Not sure about this at all . . . . . .
>Really? Isn't punishment for one's motivation a further step down the road
>to criminalising what people think? Traditionally legal systems have
>punished people not for what they think but the acts that they
intentionally
>commit. Whatever the person's motive, all the court wanted to know was
>whether there was a criminal act and whether it was committed
intentionally
>by the defendant. Sentencing was of course a different matter
There seems to be a distinction here between "sentencing" and "punishment" which I'm not sure holds up. And people can be convicted for the crime of being drunk in public, which is not an act.
>- the nature
>and circumstances of the offence, motivation, the defendant's character,
>police records and social enquiry reports could all be taken into account
>when deciding the form of retribution. The introduction of motivation into
>the process was not about sentencing - it effectively created a new crime.
There is, unless I am wrong, no way for the legislature to codify an aggravating circumstance without creating a new offence. For example, arson in a naval dockyard is a different offence from arson, despite the fact that one would logically have supposed that naval dockyardness was merely an aggravating circumstance for the crime of arson. Drunk driving is not the same as careless driving. Aggravated assault is different from assault, as is sexual assault.
>It is important that motive should be disregarded in the matter of
criminal
>liability because in a free society the law punishes acts not thoughts.
You
>can only be held responsible for what you do, not what you think, believe
or
>want. Only those acts which are harmful are prohibited. While there are
many
>types of harm recognised by the criminal law, in recent years, the
>category of mental harm has unfortunately been much expanded. While harm
>originally centred on the disruption of the public peace by threats or
>abuse, now it becomes distress to one person caused by just about
anything.
Not true that this is an innovation -- criminal libel has been on the books for a very long time. "Just about anything" is clearly hyperbole.
>One effect of this is to make words as well as deeds much more susceptible
>of prosecution. There is also now a tendency to categorise as harmful
those
>acts which persuade or encourage another to commit a harmful act.
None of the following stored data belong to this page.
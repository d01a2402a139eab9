//! Certificate-validation test harness
//!
//! Runs two HTTPS endpoints side by side, each presenting a freshly issued
//! self-signed certificate:
//!
//! - **valid**: SAN entries for the configured DNS names (default `example.com`)
//! - **nosan**: no SAN extension at all, so hostname checks must fail
//!
//! Clients under test point at both and are expected to accept the first (once it is
//! trusted) and reject the second. Every request on either endpoint gets an empty
//! `200 OK`.
//!
//! # Example
//!
//! ```no_run
//! use certcheck_lib::{shutdown_signal, Harness, HarnessConfig};
//!
//! # async fn run() -> Result<(), certcheck_lib::HarnessError> {
//! let signal = shutdown_signal();
//! let harness = Harness::start(HarnessConfig::default()).await?;
//! println!("valid: {}, nosan: {}", harness.valid_addr(), harness.nosan_addr());
//!
//! for report in harness.run_until(signal).await? {
//!     if let Err(e) = report.shutdown {
//!         eprintln!("[{}] {}", report.kind, e);
//!     }
//! }
//! # Ok(())
//! # }
//! ```

pub mod endpoint;
pub mod harness;
pub mod harness_config;

pub use endpoint::{EndpointKind, EndpointReport, EndpointState};
pub use harness::{shutdown_signal, Harness, HarnessError};
pub use harness_config::{
    CertDelivery, HarnessConfig, DEFAULT_DNS_NAME, DEFAULT_NOSAN_ADDR, DEFAULT_VALID_ADDR,
};

pub use certcheck_cert::{SelfSignedError, SUBJECT_ORGANIZATION, VALIDITY_WINDOW};
pub use certcheck_server_https::{HttpsServerError, ShutdownError, DEFAULT_GRACE_PERIOD};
Persuading or encouraging another to commit a harmful act has been a crime ever since it was known as "tongue-reddening" under Saxon law.
>It is here
>that we see the expansion of the category of "hate crimes". While you are
>entitled, in a free society, to hate who you like, it has in many
countries
>now become a crime to incite particular forms of hate. Behind this change
>lies three very dangerous assumptions
Look at these assumptions in the context of the last 100 years of history. While perhaps "dangerous", the first two are also very well-supported by the available evidence.
>- people are not capable of
>withstanding certain ideas, are not able to think or believe something
>without acting violently upon it, and are simply not entitled to have one
>type of belief. Criminalising racial motivation gives direct effect to
that
>last idea. It is a thought crime.
>Using the pretext of clamping down on racial hatred (and the argument
goes,
>what right minded person could disagree with this?) the authorities are
>increasingly sending a
>message that the state will decide what we can and cannot think.
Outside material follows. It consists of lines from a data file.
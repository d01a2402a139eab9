//! Two-endpoint harness with coordinated startup and shutdown

use crate::endpoint::{Endpoint, EndpointKind, EndpointReport, EndpointState};
use crate::harness_config::HarnessConfig;
use certcheck_cert::SelfSignedError;
use certcheck_server_https::{HttpsServerError, Shutdown};
use rustls::pki_types::CertificateDer;
use std::future::Future;
use std::io;
use std::net::SocketAddr;
use thiserror::Error;
use tokio::sync::watch;
use tokio::task::JoinSet;
use tracing::{error, info};

#[derive(Debug, Error)]
pub enum HarnessError {
    #[error("Invalid configuration: {0}")]
    Config(String),

    #[error("[{endpoint}] Certificate error")]
    Certificate {
        endpoint: EndpointKind,
        #[source]
        source: SelfSignedError,
    },

    #[error("[{endpoint}] Server error")]
    Server {
        endpoint: EndpointKind,
        #[source]
        source: HttpsServerError,
    },

    #[error("Endpoint failed: {reason}")]
    EndpointFailed { reason: String },
}

struct EndpointHandle {
    local_addr: SocketAddr,
    certificate: CertificateDer<'static>,
    state: watch::Receiver<EndpointState>,
}

impl EndpointHandle {
    fn new(endpoint: &Endpoint, state: watch::Receiver<EndpointState>) -> Self {
        Self {
            local_addr: endpoint.local_addr(),
            certificate: endpoint.certificate().clone(),
            state,
        }
    }
}

/// Both endpoints, serving
///
/// Dropping a `Harness` without calling [`Harness::shutdown`] aborts the endpoint
/// tasks; temporary PEM files are still removed when their owners drop.
pub struct Harness {
    valid: EndpointHandle,
    nosan: EndpointHandle,
    shutdown: Shutdown,
    tasks: JoinSet<EndpointReport>,
}

impl Harness {
    /// Issue both certificates, bind both listeners and start serving
    ///
    /// Fails as a whole: if either endpoint cannot start, whatever the other one
    /// acquired is released before this returns.
    pub async fn start(config: HarnessConfig) -> Result<Self, HarnessError> {
        config.validate().map_err(HarnessError::Config)?;

        let (valid_tx, valid_rx) = watch::channel(EndpointState::Initializing);
        let (nosan_tx, nosan_rx) = watch::channel(EndpointState::Initializing);

        let (valid, nosan) = tokio::try_join!(
            Endpoint::start(EndpointKind::Valid, &config, valid_tx),
            Endpoint::start(EndpointKind::NoSan, &config, nosan_tx),
        )?;

        let shutdown = Shutdown::new();
        let valid_handle = EndpointHandle::new(&valid, valid_rx);
        let nosan_handle = EndpointHandle::new(&nosan, nosan_rx);

        let mut tasks = JoinSet::new();
        for endpoint in [valid, nosan] {
            tasks.spawn(endpoint.run(shutdown.listener()));
        }

        Ok(Self {
            valid: valid_handle,
            nosan: nosan_handle,
            shutdown,
            tasks,
        })
    }

    fn handle(&self, kind: EndpointKind) -> &EndpointHandle {
        match kind {
            EndpointKind::Valid => &self.valid,
            EndpointKind::NoSan => &self.nosan,
        }
    }

    pub fn valid_addr(&self) -> SocketAddr {
        self.valid.local_addr
    }

    pub fn nosan_addr(&self) -> SocketAddr {
        self.nosan.local_addr
    }

    pub fn local_addr(&self, kind: EndpointKind) -> SocketAddr {
        self.handle(kind).local_addr
    }

    /// DER of the certificate an endpoint presents
    pub fn certificate(&self, kind: EndpointKind) -> &CertificateDer<'static> {
        &self.handle(kind).certificate
    }

    pub fn state(&self, kind: EndpointKind) -> EndpointState {
        *self.handle(kind).state.borrow()
    }

    /// Receiver that follows an endpoint through its lifecycle
    pub fn state_watch(&self, kind: EndpointKind) -> watch::Receiver<EndpointState> {
        self.handle(kind).state.clone()
    }

    /// Stop accepting on both endpoints and wait for them to drain
    ///
    /// Drain problems are reported per endpoint in the returned reports. Only an
    /// endpoint task that panicked is an error here.
    pub async fn shutdown(mut self) -> Result<Vec<EndpointReport>, HarnessError> {
        self.shutdown.trigger();

        let mut reports = Vec::with_capacity(2);
        let mut failure = None;

        while let Some(joined) = self.tasks.join_next().await {
            match joined {
                Ok(report) => reports.push(report),
                Err(e) => {
                    error!("Endpoint task failed: {}", e);
                    failure.get_or_insert_with(|| e.to_string());
                }
            }
        }

        if let Some(reason) = failure {
            return Err(HarnessError::EndpointFailed { reason });
        }

        reports.sort_by_key(|report| report.kind);
        info!("All endpoints stopped");
        Ok(reports)
    }

    /// Serve until `signal` resolves, then shut down
    ///
    /// A failing signal listener is logged and treated as a shutdown request. An
    /// endpoint that stops on its own takes the other one down with it.
    pub async fn run_until<F>(mut self, signal: F) -> Result<Vec<EndpointReport>, HarnessError>
    where
        F: Future<Output = io::Result<()>>,
    {
        let early_exit = tokio::select! {
            result = signal => {
                match result {
                    Ok(()) => info!("Shutdown signal received, stopping servers..."),
                    Err(err) => error!("Error listening for shutdown signal: {}", err),
                }
                None
            }
            joined = self.tasks.join_next() => Some(match joined {
                Some(Ok(report)) => format!("{} endpoint stopped unexpectedly", report.kind),
                Some(Err(e)) => format!("endpoint task failed: {}", e),
                None => "no endpoint is running".to_string(),
            }),
        };

        match early_exit {
            None => self.shutdown().await,
            Some(reason) => {
                error!("{}, stopping servers...", reason);
                // Whatever the remaining endpoint reports, the early exit is the failure
                let _ = self.shutdown().await;
                Err(HarnessError::EndpointFailed { reason })
            }
        }
    }
}

/// Resolve on SIGINT or SIGTERM (Ctrl+C on platforms without Unix signals)
///
/// On unix the handlers are installed when this is called, not when the future is
/// first polled, so a signal arriving in between is not lost. Must be called inside a
/// tokio runtime.
pub fn shutdown_signal() -> impl Future<Output = io::Result<()>> {
    #[cfg(unix)]
    {
        use tokio::signal::unix::{signal, SignalKind};

        let handlers = signal(SignalKind::terminate())
            .and_then(|sigterm| Ok((sigterm, signal(SignalKind::interrupt())?)));

        async move {
            let (mut sigterm, mut sigint) = handlers?;

            tokio::select! {
                _ = sigterm.recv() => info!("Received SIGTERM"),
                _ = sigint.recv() => info!("Received SIGINT (Ctrl+C)"),
            }
            Ok(())
        }
    }

    #[cfg(not(unix))]
    {
        tokio::signal::ctrl_c()
    }
}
Or alternatively, sending a message that those brown people are getting pretty sick of washing the word "Paki" off their front doors. I simply do not accept that the impetus for the recognition of racial hatred as an unacceptable attitude came from the state.
>This
>strikes at the idea of the moral autonomy of the individual which lies at
>the heart of bourgeois democratic society. Sensible human beings are, in
>this world view -
>treated like a bunch of zombies ready to be activated by some inflammatory
>language before marching off to commit an atrocity. Encouragement of a
>particular view thus becomes a crime because it might 'lead to' violence.
This is not compatible with your "mental harm" argument above. The UK crime of "Incitement to racial hatred" contains no test that the act encourage the commission of harm on anyone. It recognises that raical hatred itself is harm, in that it makes it more difficult for people to live their lives.
>In reality, the roots of racist violence and other forms of bigotry lie
deep
>in any oppressive and exploitative society.
Bouregois bastard that I am, I tend to think that the roots of bigotry lie in the minds of bigots.
>To address them requires the
>fullest possible freedom - and thus opposition to the creeping menace of
>hate and thought crimes.
Hmmmmm ... this seems a bit too convenient. I find it implausible that addressing the roots of racist violence requires the "fullest possible" freedom rather than, say, the normal freedoms available to someone living in the United Kingdom today, plus or minus a bit. To say that the repeal of the Incitement to Racial Hatred laws would be a victory for anti-racists would require a bit in the way of evidence, given the successful record of those laws (when was the last race riot in the UK? How about the last race riot started by white people?)